The HIV envelope is derived from the host cell plasma membrane and is acquired when the virus buds through the cell membrane. An envelope is a common feature in animal viruses but uncommon in plant viruses. In the case of herpesviruses, the envelope is derived from the nuclear membrane. Other viruses such as vaccinia derive an envelope from the golgi body. A viral envelope contains the lipid and protein constituents of the membrane from which it is derived. In addition it also contains viral proteins often forming spikes or peplomers. The major HIV protein associated with the envelope is gp120/41. This functions as the viral antireceptor or attachment protein. gp41 traverses the envelope, gp120 is present on the outer surface and is noncovalently attached to gp41. The precursor of gp120/41 (gp160) is synthesized in the endoplasmic reticulum and is transported via the golgi body to the cell surface.

Other types of virus structure are known:

  1. Naked helical nucleocapsids, e.g. tobacco mosaic virus (TMV).
  2. Naked icosahedral capsids, e.g. members of the picornavirus family.
  3. Encapsidated nucleocapsids, two concentric shells of protein surrounding a nucleoprotein filament, e.g. the orbivirus bluetongue. This virus is not enveloped.
Rhabdoviruses have a similar structure to that described for HIV, they are enveloped and have a matrix protein. However the capsid is a helical nucleofilament.

Helical Nucleocapsids:

TMV, an RNA virus, is a particularly well understood example of virus structure.
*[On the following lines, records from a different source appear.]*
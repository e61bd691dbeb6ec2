//! Token types for the seqlang lexer.
//!
//! Defines [`TokenKind`] covering every lexeme of the language and
//! [`Token`], which pairs a kind with a source [`Span`].

use seqlang_types::Span;
use std::fmt;

/// The reserved words. They cannot be used as variable names.
pub const ALL_KEYWORDS: &[&str] = &["var", "out", "print", "map", "reduce"];

// ─────────────────────────────────────────────────────────────────────
// Token
// ─────────────────────────────────────────────────────────────────────

/// A single token produced by the lexer.
#[derive(Debug, Clone, PartialEq)]
pub struct Token {
    pub kind: TokenKind,
    pub span: Span,
}

impl Token {
    pub fn new(kind: TokenKind, span: Span) -> Self {
        Self { kind, span }
    }
}

// ─────────────────────────────────────────────────────────────────────
// TokenKind
// ─────────────────────────────────────────────────────────────────────

#[derive(Debug, Clone, PartialEq)]
pub enum TokenKind {
    // ── Literals ──────────────────────────────────────────────

    /// Numeric literal, raw text kept for the evaluator: `42`, `3.5`, `1e-3`
    Number(String),
    /// String literal including its quotes and escapes: `"a\tb"`
    String(String),
    /// Variable name
    Identifier(String),

    // ── Keywords ─────────────────────────────────────────────

    Var,
    Out,
    Print,
    Map,
    Reduce,

    // ── Operators ────────────────────────────────────────────

    Plus,
    Minus,
    Star,
    Slash,
    Caret,
    /// `=`
    Eq,
    /// `->`
    Arrow,

    // ── Punctuation ──────────────────────────────────────────

    LParen,
    RParen,
    LBrace,
    RBrace,
    Comma,

    Eof,
}

impl TokenKind {
    /// Map a word to its keyword token, if it is one.
    pub fn from_keyword(s: &str) -> Option<TokenKind> {
        Some(match s {
            "var" => TokenKind::Var,
            "out" => TokenKind::Out,
            "print" => TokenKind::Print,
            "map" => TokenKind::Map,
            "reduce" => TokenKind::Reduce,
            _ => return None,
        })
    }

    pub fn is_keyword(&self) -> bool {
        matches!(
            self,
            TokenKind::Var | TokenKind::Out | TokenKind::Print | TokenKind::Map | TokenKind::Reduce
        )
    }

    /// Whether a token of this kind can begin an expression.
    pub fn starts_expression(&self) -> bool {
        matches!(
            self,
            TokenKind::Number(_)
                | TokenKind::Identifier(_)
                | TokenKind::LParen
                | TokenKind::LBrace
                | TokenKind::Map
                | TokenKind::Reduce
                | TokenKind::Plus
                | TokenKind::Minus
        )
    }

    /// Whether a token of this kind begins a statement keyword.
    pub fn starts_statement(&self) -> bool {
        matches!(self, TokenKind::Var | TokenKind::Out | TokenKind::Print)
    }
}

impl fmt::Display for TokenKind {
    fn fmt(&self, f: &mut fmt::Formatter<'_>) -> fmt::Result {
        match self {
            TokenKind::Number(s) | TokenKind::String(s) | TokenKind::Identifier(s) => {
                f.write_str(s)
            }
            TokenKind::Var => f.write_str("var"),
            TokenKind::Out => f.write_str("out"),
            TokenKind::Print => f.write_str("print"),
            TokenKind::Map => f.write_str("map"),
            TokenKind::Reduce => f.write_str("reduce"),
            TokenKind::Plus => f.write_str("+"),
            TokenKind::Minus => f.write_str("-"),
            TokenKind::Star => f.write_str("*"),
            TokenKind::Slash => f.write_str("/"),
            TokenKind::Caret => f.write_str("^"),
            TokenKind::Eq => f.write_str("="),
            TokenKind::Arrow => f.write_str("->"),
            TokenKind::LParen => f.write_str("("),
            TokenKind::RParen => f.write_str(")"),
            TokenKind::LBrace => f.write_str("{"),
            TokenKind::RBrace => f.write_str("}"),
            TokenKind::Comma => f.write_str(","),
            TokenKind::Eof => f.write_str("<EOF>"),
        }
    }
}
Protein subunits can be placed around the circumference of a circle to form a disc. If the discs are stacked, then a tube is created with room for the nucleic acid down the middle. A closer examination of these virus structures shows that the coat proteins are not arranged cylindrically but helically. This is because of the propensity for nucleic acids to adopt helical structures. By arranging the protein subunits helically then equivalent bondings between the proteins and nucleic acid can be made- except for the two end subunits. All known filamentous viruses are helical. Typically they are 15-19nm wide. The length depends on the size of the genome but 300-500nm is within the normal range. The structure of TMV can be described in terms of the number of subunits per turn of the helix i.e. 16.3. The pitch or rise per turn of the helix i.e. 2.28nm and the axial rise per subunit i.e. 0.14nm.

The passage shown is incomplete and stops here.